И меня тоже прорывает в ответ.
— Это я, значит, дура? Сам ты… дурак! — надеюсь, наши разборки не слишком похожи на разборки двух детсадовцев с дракой совочками. — Я же просила! Я говорила — не надо!
— Что «не надо»? Что я такого сделал?!
— Да, сделал! Опять!
— Да что, блядь?!
— Твои дурацкие… дурацкие сценарии! — от злости, что он не понимает, я толкаю его в грудь с размаху, двумя руками. — Ты хочешь все испортить, потому что идёшь по накатанной, потому что тебе просто лень напрягаться, чтобы было по-другому! А я не хочу! Не хочу, попадать в твой идиотский круг событий, в котором меняются только люди, а итог всегда одинаковый!
— Женька… — теперь он говорит тише, но внимательно смотрит на меня, и его взгляд не обещает ничего хорошего. — Ты, вообще, о чем? Ты бредишь, да?
— Это ты… Это ты бредишь! Думаешь, я не знаю, что ты делаешь, что дальше будет?

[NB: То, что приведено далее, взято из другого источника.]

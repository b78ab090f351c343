//! Host-side kernel used by the system call tests
//!
//! Kernel threads are host threads, address spaces are byte arrays, the file
//! system is a table of program images and "user mode" is a Rust closure
//! registered per program entry point.

#![allow(dead_code)]

use std::collections::HashMap;
use std::panic::{self, AssertUnwindSafe};
use std::sync::atomic::{AtomicBool, AtomicU64, AtomicUsize, Ordering};
use std::sync::{Arc, Mutex, OnceLock, Weak};
use std::thread::{self, JoinHandle, Thread as HostThread};
use std::time::{Duration, Instant};

use nos_api::{
    AddressSpace, AddressSpaceProvider, Error, OpenFlags, ProcessConfig, ProgramLoader, Result,
    ThreadEntry, ThreadId, ThreadSystem, TrapFrame, VirtAddr, Vfs, Vnode,
};
use nos_process::{ProcessManager, Thread};
use nos_syscalls::{Collaborators, ProcessSyscalls, UserEntry, UserImage};

/// Lowest user address of every test address space
pub const USER_BASE: VirtAddr = 0x1000_0000;

/// Size of every test address space
pub const USER_SIZE: usize = 0x1_0000;

/// Unwind payload used to end a kernel thread
pub struct ThreadExit;

/// Scheduler running kernel threads on host threads
#[derive(Default)]
pub struct TestThreads {
    handles: Mutex<Vec<JoinHandle<()>>>,
    parked: Mutex<HashMap<ThreadId, HostThread>>,
    failing_spawns: AtomicUsize,
    panicked: Arc<AtomicBool>,
}

static NEXT_HOST_ID: AtomicU64 = AtomicU64::new(1);

thread_local! {
    static HOST_ID: ThreadId = NEXT_HOST_ID.fetch_add(1, Ordering::SeqCst);
}

impl TestThreads {
    /// Makes the next `count` spawns fail
    pub fn fail_next_spawns(&self, count: usize) {
        self.failing_spawns.store(count, Ordering::SeqCst);
    }

    /// True once any kernel thread panicked
    pub fn panicked(&self) -> bool {
        self.panicked.load(Ordering::SeqCst)
    }

    /// Joins every thread spawned so far, propagating their panics
    pub fn join_all(&self) {
        loop {
            let handle = self.handles.lock().unwrap().pop();
            match handle {
                Some(handle) => handle.join().expect("Kernel thread panicked"),
                None => break,
            }
        }
    }
}

impl ThreadSystem for TestThreads {
    fn spawn(&self, name: &str, entry: ThreadEntry) -> Result<()> {
        let failing = self
            .failing_spawns
            .fetch_update(Ordering::SeqCst, Ordering::SeqCst, |n| n.checked_sub(1));
        if failing.is_ok() {
            return Err(Error::OutOfMemory);
        }

        let panicked = self.panicked.clone();
        let handle = thread::Builder::new()
            .name(name.to_string())
            .spawn(move || {
                if let Err(payload) = panic::catch_unwind(AssertUnwindSafe(entry)) {
                    if !payload.is::<ThreadExit>() {
                        panicked.store(true, Ordering::SeqCst);
                        panic::resume_unwind(payload);
                    }
                }
            })
            .map_err(|_| Error::OutOfMemory)?;
        self.handles.lock().unwrap().push(handle);
        Ok(())
    }

    fn current(&self) -> ThreadId {
        let id = HOST_ID.with(|id| *id);
        self.parked.lock().unwrap().entry(id).or_insert_with(thread::current);
        id
    }

    fn sleep(&self) {
        thread::park();
    }

    fn wake(&self, tid: ThreadId) {
        if let Some(handle) = self.parked.lock().unwrap().get(&tid) {
            handle.unpark();
        }
    }

    fn exit_current(&self) -> ! {
        panic::resume_unwind(Box::new(ThreadExit))
    }
}

/// Shared counters for every address space a provider hands out
#[derive(Default)]
pub struct SpaceStats {
    live: AtomicUsize,
    activations: AtomicUsize,
    fail_duplicate: AtomicBool,
    fail_create: AtomicBool,
}

/// Byte-array address space covering `[USER_BASE, USER_BASE + USER_SIZE)`
pub struct TestSpace {
    id: usize,
    bytes: Mutex<Vec<u8>>,
    stats: Arc<SpaceStats>,
}

static NEXT_SPACE_ID: AtomicUsize = AtomicUsize::new(1);

impl TestSpace {
    pub fn new(stats: Arc<SpaceStats>) -> Self {
        Self::with_bytes(stats, vec![0; USER_SIZE])
    }

    fn with_bytes(stats: Arc<SpaceStats>, bytes: Vec<u8>) -> Self {
        stats.live.fetch_add(1, Ordering::SeqCst);
        Self {
            id: NEXT_SPACE_ID.fetch_add(1, Ordering::SeqCst),
            bytes: Mutex::new(bytes),
            stats,
        }
    }

    pub fn id(&self) -> usize {
        self.id
    }

    fn range(addr: VirtAddr, len: usize) -> Result<std::ops::Range<usize>> {
        let start = addr.checked_sub(USER_BASE).ok_or(Error::BadAddress)?;
        let end = start.checked_add(len).ok_or(Error::BadAddress)?;
        if end > USER_SIZE {
            return Err(Error::BadAddress);
        }
        Ok(start..end)
    }
}

impl Drop for TestSpace {
    fn drop(&mut self) {
        self.stats.live.fetch_sub(1, Ordering::SeqCst);
    }
}

impl AddressSpace for TestSpace {
    fn duplicate(&self) -> Result<Arc<dyn AddressSpace>> {
        if self.stats.fail_duplicate.swap(false, Ordering::SeqCst) {
            return Err(Error::OutOfMemory);
        }
        let bytes = self.bytes.lock().unwrap().clone();
        Ok(Arc::new(TestSpace::with_bytes(self.stats.clone(), bytes)))
    }

    fn activate(&self) {
        self.stats.activations.fetch_add(1, Ordering::SeqCst);
    }

    fn deactivate(&self) {}

    fn define_stack(&self) -> Result<VirtAddr> {
        Ok(USER_BASE + USER_SIZE)
    }

    fn copy_out(&self, dst: VirtAddr, src: &[u8]) -> Result<()> {
        let range = Self::range(dst, src.len())?;
        self.bytes.lock().unwrap()[range].copy_from_slice(src);
        Ok(())
    }

    fn copy_in(&self, dst: &mut [u8], src: VirtAddr) -> Result<()> {
        let range = Self::range(src, dst.len())?;
        dst.copy_from_slice(&self.bytes.lock().unwrap()[range]);
        Ok(())
    }
}

/// Address-space factory with failure injection
#[derive(Default)]
pub struct TestSpaces {
    stats: Arc<SpaceStats>,
}

impl TestSpaces {
    /// Number of address spaces not yet dropped
    pub fn live(&self) -> usize {
        self.stats.live.load(Ordering::SeqCst)
    }

    pub fn activations(&self) -> usize {
        self.stats.activations.load(Ordering::SeqCst)
    }

    pub fn fail_next_duplicate(&self) {
        self.stats.fail_duplicate.store(true, Ordering::SeqCst);
    }

    pub fn fail_next_create(&self) {
        self.stats.fail_create.store(true, Ordering::SeqCst);
    }

    pub fn standalone(&self) -> TestSpace {
        TestSpace::new(self.stats.clone())
    }
}

impl AddressSpaceProvider for TestSpaces {
    fn create(&self) -> Result<Arc<dyn AddressSpace>> {
        if self.stats.fail_create.swap(false, Ordering::SeqCst) {
            return Err(Error::OutOfMemory);
        }
        Ok(Arc::new(TestSpace::new(self.stats.clone())))
    }
}

/// Program image: the entry point, little endian
pub struct TestFile {
    data: Vec<u8>,
}

impl Vnode for TestFile {
    fn read_at(&self, offset: u64, buf: &mut [u8]) -> Result<usize> {
        let start = (offset as usize).min(self.data.len());
        let count = buf.len().min(self.data.len() - start);
        buf[..count].copy_from_slice(&self.data[start..start + count]);
        Ok(count)
    }

    fn size(&self) -> Result<u64> {
        Ok(self.data.len() as u64)
    }
}

#[derive(Default)]
pub struct TestVfs {
    files: Mutex<HashMap<String, Arc<TestFile>>>,
    opened: AtomicUsize,
}

impl TestVfs {
    pub fn add(&self, path: &str, data: Vec<u8>) {
        self.files
            .lock()
            .unwrap()
            .insert(path.to_string(), Arc::new(TestFile { data }));
    }

    pub fn opened(&self) -> usize {
        self.opened.load(Ordering::SeqCst)
    }
}

impl Vfs for TestVfs {
    fn open(&self, path: &str, flags: OpenFlags) -> Result<Arc<dyn Vnode>> {
        assert!(flags.contains(OpenFlags::READ));
        let file = self.files.lock().unwrap().get(path).cloned().ok_or(Error::NotFound)?;
        self.opened.fetch_add(1, Ordering::SeqCst);
        Ok(file)
    }
}

/// Loader that reads the entry point from the first eight bytes
pub struct TestLoader;

impl ProgramLoader for TestLoader {
    fn load(&self, image: &dyn Vnode, _space: &dyn AddressSpace) -> Result<VirtAddr> {
        let mut entry = [0u8; 8];
        if image.read_at(0, &mut entry)? != entry.len() {
            return Err(Error::InvalidInput);
        }
        Ok(u64::from_le_bytes(entry) as VirtAddr)
    }
}

/// User program body, run when a thread enters user mode at its entry point
pub type Program = Arc<dyn Fn(&Arc<ProcessSyscalls>, Arc<Thread>, UserImage) + Send + Sync>;

/// Forked-child body, selected by the first argument register of the fork
pub type ForkBody = Arc<dyn Fn(&Arc<ProcessSyscalls>, Arc<Thread>, TrapFrame) + Send + Sync>;

#[derive(Default)]
pub struct TestUser {
    procs: OnceLock<Weak<ProcessSyscalls>>,
    programs: Mutex<HashMap<VirtAddr, Program>>,
    forks: Mutex<HashMap<usize, ForkBody>>,
}

impl TestUser {
    fn procs(&self) -> Arc<ProcessSyscalls> {
        self.procs
            .get()
            .and_then(Weak::upgrade)
            .expect("Process syscalls are gone")
    }
}

impl UserEntry for TestUser {
    fn enter_forked_process(&self, thread: Arc<Thread>, frame: TrapFrame) -> ! {
        let procs = self.procs();
        let body = self
            .forks
            .lock()
            .unwrap()
            .get(&frame.args[0])
            .cloned()
            .expect("No fork body registered");
        body(&procs, thread.clone(), frame);
        procs.exit(&thread, 0)
    }

    fn enter_new_process(&self, thread: Arc<Thread>, image: UserImage) -> ! {
        let procs = self.procs();
        let program = self
            .programs
            .lock()
            .unwrap()
            .get(&image.entry)
            .cloned()
            .expect("No program at entry point");
        program(&procs, thread.clone(), image);
        procs.exit(&thread, 0)
    }
}

/// A booted test kernel
pub struct TestKernel {
    pub threads: Arc<TestThreads>,
    pub spaces: Arc<TestSpaces>,
    pub vfs: Arc<TestVfs>,
    pub user: Arc<TestUser>,
    pub procs: Arc<ProcessSyscalls>,
    next_entry: AtomicUsize,
}

impl TestKernel {
    pub fn boot() -> Self {
        Self::with_config(ProcessConfig::default())
    }

    pub fn with_config(config: ProcessConfig) -> Self {
        Self::with_vfs(config, None)
    }

    /// Boots with `vfs` in place of the in-memory file system
    pub fn with_vfs(config: ProcessConfig, vfs: Option<Arc<dyn Vfs>>) -> Self {
        let threads = Arc::new(TestThreads::default());
        let spaces = Arc::new(TestSpaces::default());
        let test_vfs = Arc::new(TestVfs::default());
        let user = Arc::new(TestUser::default());

        let manager = Arc::new(
            ProcessManager::new(config, threads.clone()).expect("Failed to boot process manager"),
        );
        let procs = Arc::new(ProcessSyscalls::new(
            manager,
            Collaborators {
                spaces: spaces.clone(),
                vfs: vfs.unwrap_or_else(|| test_vfs.clone() as Arc<dyn Vfs>),
                loader: Arc::new(TestLoader),
                threads: threads.clone(),
                user: user.clone(),
            },
        ));
        user.procs
            .set(Arc::downgrade(&procs))
            .unwrap_or_else(|_| panic!("User entry initialised twice"));

        Self {
            threads,
            spaces,
            vfs: test_vfs,
            user,
            procs,
            next_entry: AtomicUsize::new(1),
        }
    }

    /// Installs a program at `path`
    pub fn install<F>(&self, path: &str, program: F)
    where
        F: Fn(&Arc<ProcessSyscalls>, Arc<Thread>, UserImage) + Send + Sync + 'static,
    {
        let entry = 0x40_0000 + self.next_entry.fetch_add(1, Ordering::SeqCst) * 0x1000;
        self.vfs.add(path, (entry as u64).to_le_bytes().to_vec());
        self.user.programs.lock().unwrap().insert(entry, Arc::new(program));
    }

    /// Installs a file the loader rejects
    pub fn install_broken(&self, path: &str) {
        self.vfs.add(path, vec![0x7f, b'E']);
    }

    /// Registers what a forked child runs when the fork passed `token`
    pub fn on_fork<F>(&self, token: usize, body: F)
    where
        F: Fn(&Arc<ProcessSyscalls>, Arc<Thread>, TrapFrame) + Send + Sync + 'static,
    {
        self.user.forks.lock().unwrap().insert(token, Arc::new(body));
    }

    /// Starts `path` and waits for every process to finish
    pub fn run(&self, path: &str, args: &[&str]) -> i32 {
        let pid = self.procs.run_program(path, args).expect("Failed to start program");
        self.finish();
        pid
    }

    /// Waits for every process to finish and joins their threads
    ///
    /// Fails instead of hanging when a kernel thread panicked or processes
    /// are still alive after ten seconds.
    pub fn finish(&self) {
        let deadline = Instant::now() + Duration::from_secs(10);
        while self.procs.manager().live_processes() > 0 {
            assert!(!self.threads.panicked(), "A kernel thread panicked");
            assert!(Instant::now() < deadline, "Processes still running after 10s");
            thread::yield_now();
        }
        self.threads.join_all();
    }

    /// Asserts that nothing is left of any user process
    pub fn assert_clean(&self) {
        let manager = self.procs.manager();
        assert!(manager.table().is_empty(), "leftover entries: {:?}", manager.table().snapshot());
        assert!(manager.channels().is_empty());
        assert_eq!(manager.live_processes(), 0);
        assert_eq!(self.spaces.live(), 0);
    }
}

/// Writes a NUL-terminated string into `space`
pub fn put_str(space: &dyn AddressSpace, addr: VirtAddr, s: &str) {
    let mut bytes = s.as_bytes().to_vec();
    bytes.push(0);
    space.copy_out(addr, &bytes).expect("Failed to write string");
}

/// Reads a NUL-terminated string from `space`
pub fn get_str(space: &dyn AddressSpace, mut addr: VirtAddr) -> String {
    let mut bytes = Vec::new();
    loop {
        let mut byte = [0u8; 1];
        space.copy_in(&mut byte, addr).expect("Failed to read string");
        if byte[0] == 0 {
            return String::from_utf8(bytes).expect("Invalid UTF-8");
        }
        bytes.push(byte[0]);
        addr += 1;
    }
}

/// Writes a pointer array into `space`
pub fn put_words(space: &dyn AddressSpace, addr: VirtAddr, words: &[usize]) {
    let bytes: Vec<u8> = words.iter().flat_map(|w| w.to_ne_bytes()).collect();
    space.copy_out(addr, &bytes).expect("Failed to write words");
}

pub fn get_word(space: &dyn AddressSpace, addr: VirtAddr) -> usize {
    nos_api::memory::read_user_word(space, addr).expect("Failed to read word")
}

— Да никто не знает, что дальше будет!
— А вот и нет! Я знаю! Это сейчас ты со мной такой милый и хороший, в гости зовёшь, помогать хочешь! Тебе интересно — приставать ко мне, играться… как с новой игрушкой!
— Что за…
— Не перебивай меня! — я снова отвешиваю ему удар в плечо, чувствуя дикий стыд — ну почему… почему я его все время бью, я же не дикая, я не бросаюсь на людей… — Слушай! Я не обвиняю тебя, Рома. Это просто закономерность такая… как с ребёнком! Ему покупают игрушку, а их у него и без того куча. И он хочет новую не потому, что она ему нужна, а потому что ему нужны новые впечатления. Да, ему кажется, что в этот раз всё будет по-другому, эта игрушка — точно классная и не такая. Так и есть… Первые два дня. А потом интерес уходит, остывает, понимаешь? Никто не виноват, никто не плохой, просто такой сценарий! И все, кто вписан в него — начинают играть свои роли! Кто-то становится игрушкой, которая интересна, пока новенькая! А кто-то — тем, кто играет, а потом быстро остывает! Потому что развитие событий идёт по накатанной. Всё привычно, игрушки меняются, а способ игры с ними — нет! Способ их получения — нет! Понимания своих потребностей — нет! И вот ты сейчас… Ты ведёшь себя со мной, как с этой самой игрушкой — приводишь домой, поишь хересом, потом попристаешь, пару раз мы переспим…
— Нет, больше! — самоуверенно заявляет он, и мне хочется ударить его снова. Из всего, что я сказала, его волнует только доказательство своих половых способностей?
— Ладно, окей, больше… — стараясь не дать злости снова затмить мне глаза, неохотно соглашаюсь я. — Но это не главное! Главное то, что, если сейчас всё пойдёт, как обычно, ты быстро перегоришь. Тебе больше не будет интересно! Просто поиграешь со мной, как с новенькой игрушкой — и забросишь. Ты не виноват! — делаю предупреждающий жест рукой в ответ на его желание возражать. — И я не виновата! Просто, если мы оба вовлечемся в этот круг… мы ничего не сможем сделать. Мы будем не хозяева себе, мы будем жертвы сценария, в который себя загнали! А я не хочу так. Не хочу, чтобы ты терял интерес, становится чужим… и равнодушным. Ты мне слишком… нравишься, я не хочу, чтобы так получилось! Не хочу потом думать, что ты козел, не сдержал свои обещания, поматросил и бросил, что ты мудак… А ты классный. Ты очень классный, Рома! И мне просто обидно, если это… то, что между нами… вот так взять и профукать. Потому что у тебя куча презиков под подушкой и тебе прям припекло их все использовать со мной!!
Тишина, которая повисает после этих слов, даёт мне надежду на то, что он услышал. После таких скоропалительных признаний, подогретых хересом, я даже не могу себя заставить смотреть ему в глаза. Я просто стою и пялюсь на стертые носки своих балеток, в надежде, что он понял меня. Хоть немного, но понял.